Shoulder Blade Mobility: Shoulder and neck pain can result in a lot of tension and pain in the muscles surrounding your shoulder blade and neck. Often this results in a shoulder that is raised in a “shrugged” position. This “shrugged” position results in greater stiffness and pain for both your neck and shoulder.
To help relax these muscles roll your shoulder blades together imagining you are squeezing a tennis ball between your shoulder blades. It is important to relax your shoulder blade and neck muscles to allow you to maintain your shoulders in this level position to reduce tension and pain.

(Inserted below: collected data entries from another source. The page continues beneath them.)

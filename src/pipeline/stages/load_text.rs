use async_trait::async_trait;
use tracing::debug;

use crate::error::{BatchError, Result};
use crate::executor::{ExtractionContext, ExtractionStage};

/// Reads the document as UTF-8 text and splits it into paragraphs.
pub struct LoadTextStage {
    max_bytes: Option<u64>,
}

impl LoadTextStage {
    pub fn new(max_bytes: Option<u64>) -> Self {
        Self { max_bytes }
    }
}

/// Paragraphs are separated by one or more blank lines. Lines inside a
/// paragraph are joined with single spaces.
pub fn split_paragraphs(text: &str) -> Vec<String> {
    let mut paragraphs = Vec::new();
    let mut current: Vec<&str> = Vec::new();
    for line in text.lines() {
        let trimmed = line.trim();
        if trimmed.is_empty() {
            if !current.is_empty() {
                paragraphs.push(current.join(" "));
                current.clear();
            }
        } else {
            current.push(trimmed);
        }
    }
    if !current.is_empty() {
        paragraphs.push(current.join(" "));
    }
    paragraphs
}

#[async_trait]
impl ExtractionStage for LoadTextStage {
    fn name(&self) -> &'static str {
        "LoadText"
    }

    async fn process(&self, mut context: ExtractionContext) -> Result<ExtractionContext> {
        if let Some(max_bytes) = self.max_bytes {
            let size = tokio::fs::metadata(&context.path).await?.len();
            if size > max_bytes {
                return Err(BatchError::ProcessingFailed(format!(
                    "document is {} bytes, over the {} byte limit",
                    size, max_bytes
                )));
            }
        }

        let text = tokio::fs::read_to_string(&context.path).await?;
        context.paragraphs = split_paragraphs(&text);
        if context.paragraphs.is_empty() {
            return Err(BatchError::ProcessingFailed(
                "document contains no text".to_string(),
            ));
        }
        debug!(paragraphs = context.paragraphs.len(), "Loaded document text");
        Ok(context)
    }
}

Pendulum or Weighted Pendulum: Your arm is roughly 5% of your body weight and usually provides enough natural pull to relax your shoulder. If you’re having trouble relaxing your shoulder muscles for the pendulum a very lightweight can help relax these muscles. The weight is designed to provide gentle traction on your arm to help relax your shoulder muscles. Do not lift the weight or your arm. A very lightweight in the 1-3 pound range works nicely. Remember to maintain your arm as “dead weight” and not lift or move it using your own muscles. Once your arm and shoulder are relaxed starts rocking back and forth from heel to toe to help get your arms swinging. Allow the momentum of the weight to help make the circles gradually larger. Done correctly this is a very comfortable exercise. Get good at this one, you’re going to do exactly the same thing right after surgery!
Supine Forward Flexion: We prefer to have you do this lying down because it puts gravity on your side making it easier to relax your shoulder. Leave your arm completely relaxed and elbow bent. Let gravity gradually straighten your arm. You should have the sensation of your arm being pulled over your head.
Supine External Rotation: While you are lying down turn to your affected side (left in all these pictures). A small pillow or rolled up towel under your other shoulder can help provide support and comfort.
Now, slowly push your wrist away from your body and hold the stretch for 20 seconds. Bring it back and relax.
Next, gently push your arm away from your side keeping your elbow bent.
Now, push your wrist slowly while staying relaxed and hold the stretch at the end for 20 seconds.
Bring it back to neutral and relax.
Supine Internal Rotation: While maintaining the starting position from your last stretch grasp your wrist on top as shown.
Push your wrist down and hold the stretch for 20 seconds Relax!
Cross Arm Adduction: With your arm relaxed you will now be pulling it across your body to stretch the back of your shoulder. You can do this either lying down or sitting as shown.
You’re finished! Remember to repeat these 6-8 times daily for the best results. Also, the more familiar you are with these the easier your postoperative program will be!